#OBMARTS

Since our inception in 2004, OBM has been committed to developing media that supports the production and presentation of art. We believe art is a powerful form of expression that enriches communities and encourages meaningful dialogue. Our Community Engagement team is dedicated to developing key partnerships with internationally recognized and local artists, as well as museums, art institutions, and curators, to activate art in highly visible areas. Represented by #OBMarts, these collaborative efforts and ongoing investments expand the reach of art in public spaces to broader and more diverse audiences, delivering on our mission to improve lives in cities through our media platform.

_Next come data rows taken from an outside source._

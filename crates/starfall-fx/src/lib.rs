//! Starfield render loop.
//!
//! One [`RenderLoop`] per mounted view owns every piece of animated state:
//! the recycling star set, the pointer, the cumulative logo rotation and the
//! cycling hue. Each call to [`RenderLoop::frame`] paints the stars onto a
//! [`DrawSurface`] and pushes transform/color descriptors to the optional
//! [`VisualElement`]s. Scheduling of the next frame is the caller's job and
//! is gated on the returned [`FrameStatus`].

pub mod config;
pub mod effects;
pub mod motion;
pub mod pointer;
pub mod render_loop;
pub mod star;
pub mod surface;

pub use config::{BackgroundMode, StarfieldConfig};
pub use effects::{ElementStyle, ElementTransform, GlowLayer, HslColor, Projected, TiltEffect};
pub use pointer::PointerState;
pub use render_loop::{FrameStatus, RenderLoop};
pub use star::Star;
pub use surface::{BoundElements, DrawSurface, VisualElement};
mod app;
mod caption;
mod cli;
mod glyphs;
mod logo;
mod overlay;

use std::rc::Rc;

use anyhow::{Context, Result};
use clap::Parser;

use starfall_auth::{AuthForm, FederatedProvider, MemoryAuthProvider};
use starfall_engine::device::GpuInit;
use starfall_engine::logging::{LoggingConfig, init_logging};
use starfall_engine::window::{Runtime, RuntimeConfig};
use starfall_fx::StarfieldConfig;

use crate::app::StarfallApp;
use crate::cli::{Cli, Variant};

fn main() -> Result<()> {
    let cli = Cli::parse();

    let mut logging = LoggingConfig::default();
    if let Some(filter) = &cli.log {
        logging = logging.with_filter(filter.clone());
    }
    init_logging(logging);

    let mut config = match cli.variant {
        Variant::Interactive => StarfieldConfig::interactive(),
        Variant::Standalone => StarfieldConfig::standalone(),
    };
    if let Some(n) = cli.stars {
        config = config.with_star_count(n);
    }
    if let Some(seed) = cli.seed {
        config = config.with_seed(seed);
    }

    let mut provider = MemoryAuthProvider::new();
    for (email, password) in &cli.accounts {
        provider = provider
            .with_account(email, password)
            .with_context(|| format!("registering --account {email}"))?;
    }
    if let Some(email) = &cli.google_account {
        provider = provider
            .link_federated(FederatedProvider::Google, email)
            .with_context(|| format!("linking --google-account {email}"))?;
    }

    let form = match &cli.email {
        Some(email) => AuthForm::new().with_email(email.clone()),
        None => AuthForm::new(),
    };

    let font = match glyphs::load_font(cli.font.as_deref()) {
        Ok(font) => Some(Rc::new(font)),
        Err(err) => {
            log::warn!("{err}; text will not be drawn");
            None
        }
    };

    log::info!(
        "starting {:?} starfield ({} stars, {} accounts)",
        cli.variant,
        config.star_count,
        provider.account_count()
    );

    let app = StarfallApp::new(config, cli.variant == Variant::Standalone, provider, form, font);

    Runtime::run(
        RuntimeConfig::default()
            .with_title("starfall")
            .with_size(cli.width, cli.height),
        GpuInit::default(),
        app,
    )
}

Meet Our Artists & Partners

Arts & Entertainment Atlanta District

Since our founding in 2004, OBM has been committed to pursuing a community-oriented model of outdoor media that integrates art, community content, and advertising. We have worked to ensure that each of our sites within A&E Atlanta serves as a community asset through a unique combination of signature design, public art, and meaningful community content. Since the launch of our first sign in September 2019, OBM has invested $7 million dollars in donated signage time to nonprofit organizations, local artist's, culture institutions and museums to support programs and initiatives throughout Atlanta.

Three years into the making, Orange Barrel Media and A&E continues to find new ways to highlight art and culture Downtown by supporting Atlanta artists and expanding the creative programming in the community.

Genvieve Gaignard

Look at them Look at Us, 2022

The mixed media installation of Gaignard’s work Look At Them Look At Us (As We Shine Brighter Than They Ever Imagined) will be a three-dimensional assembly of materials, including neon style illuminated letters, hand woven fencing, and sidewalk projections.

Gaignard is known for multimedia work that addresses questions at the intersections of race, class, and gender. Placing this public commission adjacent to a digital screen offers an enticing opportunity for local artists to engage Gaignard’s message.

Gerald Lovell

Grace, 2021

Looking at us directly with a faint smile, Grace exudes confidence and warm friendliness. A powerful image, an embodiment of thoughtful grace. Lovell’s signature impasto pasting style combines flat, minimally articulated backgrounds with densely layered brushwork on painted figures.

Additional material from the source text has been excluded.